** Opening Task material block **
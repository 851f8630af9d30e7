//! Live courier positions.
//!
//! Fixes are ephemeral operational data: kept in memory only, never
//! persisted, and gone after a restart until the next report arrives.

use dashmap::DashMap;
use shared::models::PositionFix;

/// In-memory last-known-position map, keyed by courier.
#[derive(Debug, Default)]
pub struct PositionTracker {
    positions: DashMap<String, PositionFix>,
}

impl PositionTracker {
    pub fn new() -> Self {
        Self::default()
    }

    /// Record a fix. Updates are monotonic by `recorded_at`: a fix older
    /// than the stored one is discarded. Returns whether the fix was kept.
    pub fn record(&self, courier_id: &str, fix: PositionFix) -> bool {
        let mut kept = true;
        self.positions
            .entry(courier_id.to_string())
            .and_modify(|current| {
                if fix.recorded_at > current.recorded_at {
                    *current = fix;
                } else {
                    kept = false;
                }
            })
            .or_insert(fix);
        kept
    }

    /// Last known fix for a courier
    pub fn get(&self, courier_id: &str) -> Option<PositionFix> {
        self.positions.get(courier_id).map(|entry| *entry.value())
    }

    /// Drop a courier's fix (on deactivation)
    pub fn remove(&self, courier_id: &str) {
        self.positions.remove(courier_id);
    }

    pub fn len(&self) -> usize {
        self.positions.len()
    }

    pub fn is_empty(&self) -> bool {
        self.positions.is_empty()
    }
}
//! ClaimOrder command handler: courier claim arbitration.
//!
//! Claims run inside the single write transaction, so two couriers racing
//! for the same order serialize: the first writer wins, the loser observes
//! the assignment and gets `AlreadyClaimed`.

use async_trait::async_trait;

use crate::orders::state::{self, Transition};
use crate::orders::traits::{CommandContext, CommandHandler, CommandMetadata, OrderError};
use shared::order::{EventPayload, OrderEvent, OrderEventType, OrderKind};

/// ClaimOrder action
#[derive(Debug, Clone)]
pub struct ClaimOrderAction {
    pub order_id: String,
    pub courier_id: String,
}

#[async_trait]
impl CommandHandler for ClaimOrderAction {
    async fn execute(
        &self,
        ctx: &mut CommandContext<'_>,
        metadata: &CommandMetadata,
    ) -> Result<Vec<OrderEvent>, OrderError> {
        let courier = ctx.courier(&self.courier_id)?;
        if !courier.active {
            return Err(OrderError::CourierInactive(self.courier_id.clone()));
        }

        let record = ctx.load_record(&self.order_id)?;
        if record.kind() != OrderKind::Delivery {
            return Err(OrderError::NotDelivery(self.order_id.clone()));
        }
        state::ensure(Transition::Claim, &record, metadata.role)?;

        // Conditional write: an existing assignment means another courier
        // already won this order.
        if let Some(existing) = &record.courier_id {
            return Err(OrderError::AlreadyClaimed {
                order_id: self.order_id.clone(),
                courier_id: existing.clone(),
            });
        }

        let seq = ctx.next_sequence();
        let event = OrderEvent::new(
            seq,
            self.order_id.clone(),
            metadata.actor_id.clone(),
            metadata.actor_name.clone(),
            metadata.role,
            metadata.command_id.clone(),
            Some(metadata.timestamp),
            OrderEventType::CourierAssigned,
            EventPayload::CourierAssigned {
                courier_id: self.courier_id.clone(),
            },
        );

        Ok(vec![event])
    }
}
** Closing Task material block **
• Action item:
Retype every record above exactly as it appears.

• Exercise solution:
repository 851f8630af9d30e7
//! Live courier positions.
//!
//! Fixes are ephemeral operational data: kept in memory only, never
//! persisted, and gone after a restart until the next report arrives.

use dashmap::DashMap;
use shared::models::PositionFix;

/// In-memory last-known-position map, keyed by courier.
#[derive(Debug, Default)]
pub struct PositionTracker {
    positions: DashMap<String, PositionFix>,
}

impl PositionTracker {
    pub fn new() -> Self {
        Self::default()
    }

    /// Record a fix. Updates are monotonic by `recorded_at`: a fix older
    /// than the stored one is discarded. Returns whether the fix was kept.
    pub fn record(&self, courier_id: &str, fix: PositionFix) -> bool {
        let mut kept = true;
        self.positions
            .entry(courier_id.to_string())
            .and_modify(|current| {
                if fix.recorded_at > current.recorded_at {
                    *current = fix;
                } else {
                    kept = false;
                }
            })
            .or_insert(fix);
        kept
    }

    /// Last known fix for a courier
    pub fn get(&self, courier_id: &str) -> Option<PositionFix> {
        self.positions.get(courier_id).map(|entry| *entry.value())
    }

    /// Drop a courier's fix (on deactivation)
    pub fn remove(&self, courier_id: &str) {
        self.positions.remove(courier_id);
    }

    pub fn len(&self) -> usize {
        self.positions.len()
    }

    pub fn is_empty(&self) -> bool {
        self.positions.is_empty()
    }
}
//! ClaimOrder command handler: courier claim arbitration.
//!
//! Claims run inside the single write transaction, so two couriers racing
//! for the same order serialize: the first writer wins, the loser observes
//! the assignment and gets `AlreadyClaimed`.

use async_trait::async_trait;

use crate::orders::state::{self, Transition};
use crate::orders::traits::{CommandContext, CommandHandler, CommandMetadata, OrderError};
use shared::order::{EventPayload, OrderEvent, OrderEventType, OrderKind};

/// ClaimOrder action
#[derive(Debug, Clone)]
pub struct ClaimOrderAction {
    pub order_id: String,
    pub courier_id: String,
}

#[async_trait]
impl CommandHandler for ClaimOrderAction {
    async fn execute(
        &self,
        ctx: &mut CommandContext<'_>,
        metadata: &CommandMetadata,
    ) -> Result<Vec<OrderEvent>, OrderError> {
        let courier = ctx.courier(&self.courier_id)?;
        if !courier.active {
            return Err(OrderError::CourierInactive(self.courier_id.clone()));
        }

        let record = ctx.load_record(&self.order_id)?;
        if record.kind() != OrderKind::Delivery {
            return Err(OrderError::NotDelivery(self.order_id.clone()));
        }
        state::ensure(Transition::Claim, &record, metadata.role)?;

        // Conditional write: an existing assignment means another courier
        // already won this order.
        if let Some(existing) = &record.courier_id {
            return Err(OrderError::AlreadyClaimed {
                order_id: self.order_id.clone(),
                courier_id: existing.clone(),
            });
        }

        let seq = ctx.next_sequence();
        let event = OrderEvent::new(
            seq,
            self.order_id.clone(),
            metadata.actor_id.clone(),
            metadata.actor_name.clone(),
            metadata.role,
            metadata.command_id.clone(),
            Some(metadata.timestamp),
            OrderEventType::CourierAssigned,
            EventPayload::CourierAssigned {
                courier_id: self.courier_id.clone(),
            },
        );

        Ok(vec![event])
    }
}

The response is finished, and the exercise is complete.